Chen et al. MUFFIN: multi-scale feature fusion for drug–drug interaction prediction, Bioinformatics, 37(17):2651-2658, 2021.

Gao et al. Graph u-nets, in ICML, 2019.

He et al. SimBoost: a read-across approach for predicting drug–target binding affinities using gradient boosting machines, Journal of Cheminformatics, 9:24, 2017.

Ozturk et al. DeepDTA: deep drug–target binding affinity prediction, Bioinformatics, 34(17):i821-i829, 2018.

Quan et al. GraphCPI: Graph Neural Representation Learning for Compound-Protein Interaction, in IEEE BIBM, 2019.

Tsubaki et al. Compound–protein interaction prediction with end-to-end learning of neural networks for graphs and sequences, Bioinformatics, 35(2):309-318, 2019.

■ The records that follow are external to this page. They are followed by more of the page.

impl PopUpManager {
    /// Create a manager attaching pop-ups to `root`, without focus management.
    pub fn new(root: NodeId) -> Self {
        let state = PopUpState {
            root,
            pop_ups: Vec::new(),
            overlays: HashMap::default(),
            focus_scopes: HashMap::default(),
            centered: HashMap::default(),
            removal_listeners: HashMap::default(),
            stage_listener: None,
            ignore_removals: false,
            focus: None,
            events: Vec::new(),
        };
        Self {
            state: Rc::new(RefCell::new(state)),
            overlay_factory: None,
            overlay_color: Vec4::new(0.0, 0.0, 0.0, 0.5),
        }
    }

    /// Enable focus management: modal container pop-ups push a manager here.
    pub fn with_focus_stack(self, focus: Rc<RefCell<FocusStack>>) -> Self {
        self.state.borrow_mut().focus = Some(focus);
        self
    }

    pub fn with_overlay_color(mut self, color: Vec4) -> Self {
        self.overlay_color = color;
        self
    }

    /// Instance-level overlay factory, used when `add_pop_up` gets none.
    pub fn set_overlay_factory(&mut self, factory: Option<OverlayFactory>) {
        self.overlay_factory = factory;
    }

    pub fn focus_stack(&self) -> Option<Rc<RefCell<FocusStack>>> {
        self.state.borrow().focus.clone()
    }

    /// The container pop-ups are attached to.
    pub fn root(&self) -> NodeId {
        self.state.borrow().root
    }

    pub fn is_pop_up(&self, node: NodeId) -> bool {
        self.state.borrow().pop_ups.contains(&node)
    }

    pub fn pop_up_count(&self) -> usize {
        self.state.borrow().pop_ups.len()
    }

    /// Tracked pop-ups, bottom to top.
    pub fn pop_ups(&self) -> Vec<NodeId> {
        self.state.borrow().pop_ups.clone()
    }

    pub fn overlay_for(&self, pop_up: NodeId) -> Option<NodeId> {
        self.state.borrow().overlays.get(&pop_up).copied()
    }

    pub fn focus_scope_for(&self, pop_up: NodeId) -> Option<FocusScopeId> {
        self.state.borrow().focus_scopes.get(&pop_up).copied()
    }

    pub fn is_centered(&self, pop_up: NodeId) -> bool {
        self.state.borrow().centered.contains_key(&pop_up)
    }

    pub fn has_modal_pop_ups(&self) -> bool {
        !self.state.borrow().overlays.is_empty()
    }

    pub fn is_listening_for_stage_resize(&self) -> bool {
        self.state.borrow().stage_listener.is_some()
    }

    /// Pop all pending lifecycle events.
    pub fn pop_events(&mut self) -> Vec<PopUpEvent> {
        std::mem::take(&mut self.state.borrow_mut().events)
    }

    /// Add `pop_up` on top of every other pop-up.
    ///
    /// Modal pop-ups get an overlay from `overlay_factory`, falling back to
    /// the instance factory and then to a plain scrim. Centered pop-ups are
    /// centered immediately and again whenever they resize.
    pub fn add_pop_up(
        &mut self,
        scene: &mut SceneGraph,
        pop_up: NodeId,
        is_modal: bool,
        is_centered: bool,
        overlay_factory: Option<OverlayFactory>,
    ) -> PopUpResult<()> {
        profile_function!();
        if !scene.contains(pop_up) {
            return Err(SceneError::NodeNotFound(pop_up).into());
        }
        if self.is_pop_up(pop_up) {
            tracing::warn!("{:?} added as a pop-up twice", pop_up);
            return Err(PopUpError::AlreadyPopUp(pop_up));
        }
        let root = self.root();
        if pop_up == root || scene.is_ancestor(pop_up, root) {
            return Err(SceneError::CyclicHierarchy {
                parent: root,
                child: pop_up,
            }
            .into());
        }

        if is_modal {
            let overlay = match overlay_factory.or_else(|| self.overlay_factory.clone()) {
                Some(factory) => factory(scene),
                None => scene.create(Quad::new(self.overlay_color).named("pop_up_overlay")),
            };
            let stage = scene.stage_size();
            scene.set_position(overlay, 0.0, 0.0)?;
            scene.set_size(overlay, stage.width, stage.height)?;
            scene.add_child(root, overlay)?;
            self.state.borrow_mut().overlays.insert(pop_up, overlay);
        }

        // Appending keeps the newest pop-up topmost, directly above its overlay.
        if let Err(err) = scene.add_child(root, pop_up) {
            let overlay = self.state.borrow_mut().overlays.remove(&pop_up);
            if let Some(overlay) = overlay {
                scene.dispose(overlay)?;
            }
            return Err(err.into());
        }

        let weak = Rc::downgrade(&self.state);
        let removal = scene.on_removed(pop_up, move |scene, node| {
            if let Some(state) = weak.upgrade() {
                Self::handle_removed(&state, scene, node);
            }
        });
        let needs_stage_listener = {
            let mut state = self.state.borrow_mut();
            state.pop_ups.push(pop_up);
            state.removal_listeners.insert(pop_up, removal);
            state.stage_listener.is_none()
        };

        if needs_stage_listener {
            let weak = Rc::downgrade(&self.state);
            let listener = scene.on_stage_resized(move |scene, size| {
                if let Some(state) = weak.upgrade() {
                    Self::handle_stage_resized(&state, scene, size);
                }
            });
            self.state.borrow_mut().stage_listener = Some(listener);
        }

        let focus = self.focus_stack();
        if let Some(focus) = focus
            && is_modal
            && scene.is_container(pop_up)
        {
            let scope = focus.borrow_mut().push(pop_up);
            self.state.borrow_mut().focus_scopes.insert(pop_up, scope);
        }

        if is_centered {
            let weak = Rc::downgrade(&self.state);
            let listener = scene.on_resized(pop_up, move |scene, node| {
                if weak.upgrade().is_some()
                    && let Err(err) = center_pop_up(scene, node)
                {
                    tracing::warn!("failed to re-center {:?}: {}", node, err);
                }
            });
            self.state.borrow_mut().centered.insert(pop_up, listener);
            center_pop_up(scene, pop_up)?;
        }

        tracing::debug!(
            "added pop-up {:?} ({}) modal={} centered={}",
            pop_up,
            scene.debug_name(pop_up),
            is_modal,
            is_centered
        );
        self.state.borrow_mut().events.push(PopUpEvent::Added {
            pop_up,
            modal: is_modal,
        });
        Ok(())
    }

    /// Detach a tracked pop-up, optionally disposing it.
    ///
    /// Bookkeeping happens in the removal notification the detach triggers.
    pub fn remove_pop_up(
        &mut self,
        scene: &mut SceneGraph,
        pop_up: NodeId,
        dispose: bool,
    ) -> PopUpResult<()> {
        if !self.is_pop_up(pop_up) {
            tracing::warn!("{:?} is not a pop-up", pop_up);
            return Err(PopUpError::NotAPopUp(pop_up));
        }
        if dispose {
            scene.dispose(pop_up)?;
        } else {
            scene.remove_from_parent(pop_up)?;
        }
        Ok(())
    }

    /// Whether nothing modal sits above `pop_up`.
    ///
    /// Scans from the topmost pop-up down: reaching `pop_up` means it is
    /// top-level, meeting a modal pop-up first means it is covered.
    pub fn is_top_level_pop_up(&self, pop_up: NodeId) -> bool {
        let state = self.state.borrow();
        for other in state.pop_ups.iter().rev() {
            if *other == pop_up {
                return true;
            }
            if state.overlays.contains_key(other) {
                return false;
            }
        }
        false
    }

    /// Center `pop_up` on the stage. See [`center_pop_up`].
    pub fn center_pop_up(&self, scene: &mut SceneGraph, pop_up: NodeId) -> PopUpResult<()> {
        Ok(center_pop_up(scene, pop_up)?)
    }

    /// Move every pop-up and overlay to `root`, preserving their order.
    pub fn set_root(&mut self, scene: &mut SceneGraph, root: NodeId) -> PopUpResult<()> {
        if !scene.contains(root) {
            return Err(SceneError::NodeNotFound(root).into());
        }
        if !scene.is_container(root) {
            return Err(SceneError::NotAContainer(root).into());
        }
        let (old_root, pop_ups, overlays) = {
            let state = self.state.borrow();
            (state.root, state.pop_ups.clone(), state.overlays.clone())
        };
        if old_root == root {
            return Ok(());
        }
        if let Some(&pop_up) = pop_ups
            .iter()
            .find(|p| **p == root || scene.is_ancestor(**p, root))
        {
            return Err(SceneError::CyclicHierarchy {
                parent: root,
                child: pop_up,
            }
            .into());
        }

        self.state.borrow_mut().ignore_removals = true;
        let migrated = (|| -> SceneResult<()> {
            for pop_up in &pop_ups {
                if let Some(overlay) = overlays.get(pop_up) {
                    scene.add_child(root, *overlay)?;
                }
                scene.add_child(root, *pop_up)?;
            }
            Ok(())
        })();
        {
            let mut state = self.state.borrow_mut();
            state.ignore_removals = false;
            state.root = root;
        }
        tracing::debug!(
            "moved {} pop-ups from {:?} to {:?}",
            pop_ups.len(),
            old_root,
            root
        );
        Ok(migrated?)
    }

    fn handle_removed(state: &Rc<RefCell<PopUpState>>, scene: &mut SceneGraph, pop_up: NodeId) {
        let (removal, overlay, scope, center, stage, focus) = {
            let mut state = state.borrow_mut();
            if state.ignore_removals {
                return;
            }
            let Some(index) = state.pop_ups.iter().position(|p| *p == pop_up) else {
                return;
            };
            state.pop_ups.remove(index);
            let stage = if state.pop_ups.is_empty() {
                state.stage_listener.take()
            } else {
                None
            };
            state.events.push(PopUpEvent::Removed(pop_up));
            (
                state.removal_listeners.remove(&pop_up),
                state.overlays.remove(&pop_up),
                state.focus_scopes.remove(&pop_up),
                state.centered.remove(&pop_up),
                stage,
                state.focus.clone(),
            )
        };

        for listener in [removal, center, stage].into_iter().flatten() {
            scene.remove_listener(listener);
        }
        if let Some(overlay) = overlay
            && let Err(err) = scene.dispose(overlay)
        {
            tracing::warn!("failed to dispose overlay {:?}: {}", overlay, err);
        }
        if let (Some(scope), Some(focus)) = (scope, focus) {
            focus.borrow_mut().remove(scope);
        }
        tracing::debug!("pop-up {:?} removed", pop_up);
    }

    fn handle_stage_resized(
        state: &Rc<RefCell<PopUpState>>,
        scene: &mut SceneGraph,
        size: Size<f32>,
    ) {
        let (overlays, centered) = {
            let state = state.borrow();
            let overlays: Vec<NodeId> = state
                .pop_ups
                .iter()
                .filter_map(|p| state.overlays.get(p).copied())
                .collect();
            let centered: Vec<NodeId> = state
                .pop_ups
                .iter()
                .filter(|p| state.centered.contains_key(p))
                .copied()
                .collect();
            (overlays, centered)
        };

        for overlay in overlays {
            if let Err(err) = scene.set_size(overlay, size.width, size.height) {
                tracing::warn!("failed to resize overlay {:?}: {}", overlay, err);
            }
        }
        for pop_up in centered {
            if let Err(err) = center_pop_up(scene, pop_up) {
                tracing::warn!("failed to re-center {:?}: {}", pop_up, err);
            }
        }
    }
}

Wang et al. Multi-view Graph Contrastive Representation Learning for Drug-Drug Interaction Prediction, in WWW, 2021.

Yuan et al. FusionDTA: attention-based feature polymerizer and knowledge distillation for drug-target binding affinity prediction, Briefings in Bioinformatics, 23(1):bbab506, 2022.

Zhang et al. dbCAN2: a meta server for automated carbohydrate-active enzyme annotation. Nucleic Acids Research, 46:W95-W101, 2018.